------ EXERCISE MATERIAL ------
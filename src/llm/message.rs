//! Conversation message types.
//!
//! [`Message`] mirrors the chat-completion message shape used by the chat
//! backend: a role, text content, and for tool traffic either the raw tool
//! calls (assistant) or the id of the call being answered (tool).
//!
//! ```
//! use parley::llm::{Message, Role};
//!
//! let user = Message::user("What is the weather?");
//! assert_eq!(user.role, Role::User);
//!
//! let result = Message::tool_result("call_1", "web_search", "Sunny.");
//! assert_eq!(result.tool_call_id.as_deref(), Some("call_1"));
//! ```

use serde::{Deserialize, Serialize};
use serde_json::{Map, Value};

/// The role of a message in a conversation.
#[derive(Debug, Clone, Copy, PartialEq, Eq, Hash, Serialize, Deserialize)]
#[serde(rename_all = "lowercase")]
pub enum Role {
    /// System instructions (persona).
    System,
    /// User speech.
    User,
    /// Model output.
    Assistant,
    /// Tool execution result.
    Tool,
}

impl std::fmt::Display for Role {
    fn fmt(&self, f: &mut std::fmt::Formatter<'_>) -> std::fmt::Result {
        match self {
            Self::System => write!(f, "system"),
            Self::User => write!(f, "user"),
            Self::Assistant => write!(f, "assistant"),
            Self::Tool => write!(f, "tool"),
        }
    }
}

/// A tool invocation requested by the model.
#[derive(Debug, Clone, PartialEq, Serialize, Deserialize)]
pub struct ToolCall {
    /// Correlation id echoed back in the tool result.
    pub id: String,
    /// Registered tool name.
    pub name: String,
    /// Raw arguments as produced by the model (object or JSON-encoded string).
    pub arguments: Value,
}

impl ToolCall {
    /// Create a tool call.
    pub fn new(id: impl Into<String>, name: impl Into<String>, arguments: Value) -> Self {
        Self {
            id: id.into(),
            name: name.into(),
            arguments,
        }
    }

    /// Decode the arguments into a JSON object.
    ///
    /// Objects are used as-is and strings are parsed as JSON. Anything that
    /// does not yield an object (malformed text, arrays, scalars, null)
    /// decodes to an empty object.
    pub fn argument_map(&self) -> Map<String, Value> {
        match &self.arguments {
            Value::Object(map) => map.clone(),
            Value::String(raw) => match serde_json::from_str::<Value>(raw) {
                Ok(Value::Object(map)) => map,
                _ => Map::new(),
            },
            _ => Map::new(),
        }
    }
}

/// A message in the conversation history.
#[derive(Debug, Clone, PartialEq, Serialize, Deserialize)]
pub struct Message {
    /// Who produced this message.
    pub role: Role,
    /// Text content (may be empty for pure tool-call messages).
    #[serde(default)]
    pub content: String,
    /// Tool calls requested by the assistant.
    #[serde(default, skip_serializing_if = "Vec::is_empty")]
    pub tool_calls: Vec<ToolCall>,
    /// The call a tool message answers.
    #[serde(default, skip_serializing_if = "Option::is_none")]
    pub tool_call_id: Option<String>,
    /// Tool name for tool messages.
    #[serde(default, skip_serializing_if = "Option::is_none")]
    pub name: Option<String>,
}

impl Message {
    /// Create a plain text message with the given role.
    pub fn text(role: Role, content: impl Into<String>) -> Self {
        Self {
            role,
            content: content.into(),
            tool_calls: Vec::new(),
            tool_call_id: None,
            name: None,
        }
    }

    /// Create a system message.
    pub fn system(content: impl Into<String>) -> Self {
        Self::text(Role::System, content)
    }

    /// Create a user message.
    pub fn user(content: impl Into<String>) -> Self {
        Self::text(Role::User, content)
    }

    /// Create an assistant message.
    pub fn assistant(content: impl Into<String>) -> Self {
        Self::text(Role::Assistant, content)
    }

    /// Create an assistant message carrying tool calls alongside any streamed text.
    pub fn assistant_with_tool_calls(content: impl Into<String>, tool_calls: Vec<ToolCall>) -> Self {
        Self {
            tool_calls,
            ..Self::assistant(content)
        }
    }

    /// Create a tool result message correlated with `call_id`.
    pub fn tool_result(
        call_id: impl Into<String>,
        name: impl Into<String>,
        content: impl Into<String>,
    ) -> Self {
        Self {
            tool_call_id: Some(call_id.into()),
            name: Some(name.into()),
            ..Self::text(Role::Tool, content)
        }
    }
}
------
Look at the material above and copy, word for word, its lines from the first through the one containing "arrays, scalars, null)".

filename src/llm/message.rs
//! Conversation message types.
//!
//! [`Message`] mirrors the chat-completion message shape used by the chat
//! backend: a role, text content, and for tool traffic either the raw tool
//! calls (assistant) or the id of the call being answered (tool).
//!
//! ```
//! use parley::llm::{Message, Role};
//!
//! let user = Message::user("What is the weather?");
//! assert_eq!(user.role, Role::User);
//!
//! let result = Message::tool_result("call_1", "web_search", "Sunny.");
//! assert_eq!(result.tool_call_id.as_deref(), Some("call_1"));
//! ```

use serde::{Deserialize, Serialize};
use serde_json::{Map, Value};

/// The role of a message in a conversation.
#[derive(Debug, Clone, Copy, PartialEq, Eq, Hash, Serialize, Deserialize)]
#[serde(rename_all = "lowercase")]
pub enum Role {
    /// System instructions (persona).
    System,
    /// User speech.
    User,
    /// Model output.
    Assistant,
    /// Tool execution result.
    Tool,
}

impl std::fmt::Display for Role {
    fn fmt(&self, f: &mut std::fmt::Formatter<'_>) -> std::fmt::Result {
        match self {
            Self::System => write!(f, "system"),
            Self::User => write!(f, "user"),
            Self::Assistant => write!(f, "assistant"),
            Self::Tool => write!(f, "tool"),
        }
    }
}

/// A tool invocation requested by the model.
#[derive(Debug, Clone, PartialEq, Serialize, Deserialize)]
pub struct ToolCall {
    /// Correlation id echoed back in the tool result.
    pub id: String,
    /// Registered tool name.
    pub name: String,
    /// Raw arguments as produced by the model (object or JSON-encoded string).
    pub arguments: Value,
}

impl ToolCall {
    /// Create a tool call.
    pub fn new(id: impl Into<String>, name: impl Into<String>, arguments: Value) -> Self {
        Self {
            id: id.into(),
            name: name.into(),
            arguments,
        }
    }

    /// Decode the arguments into a JSON object.
    ///
    /// Objects are used as-is and strings are parsed as JSON. Anything that
    /// does not yield an object (malformed text, arrays, scalars, null)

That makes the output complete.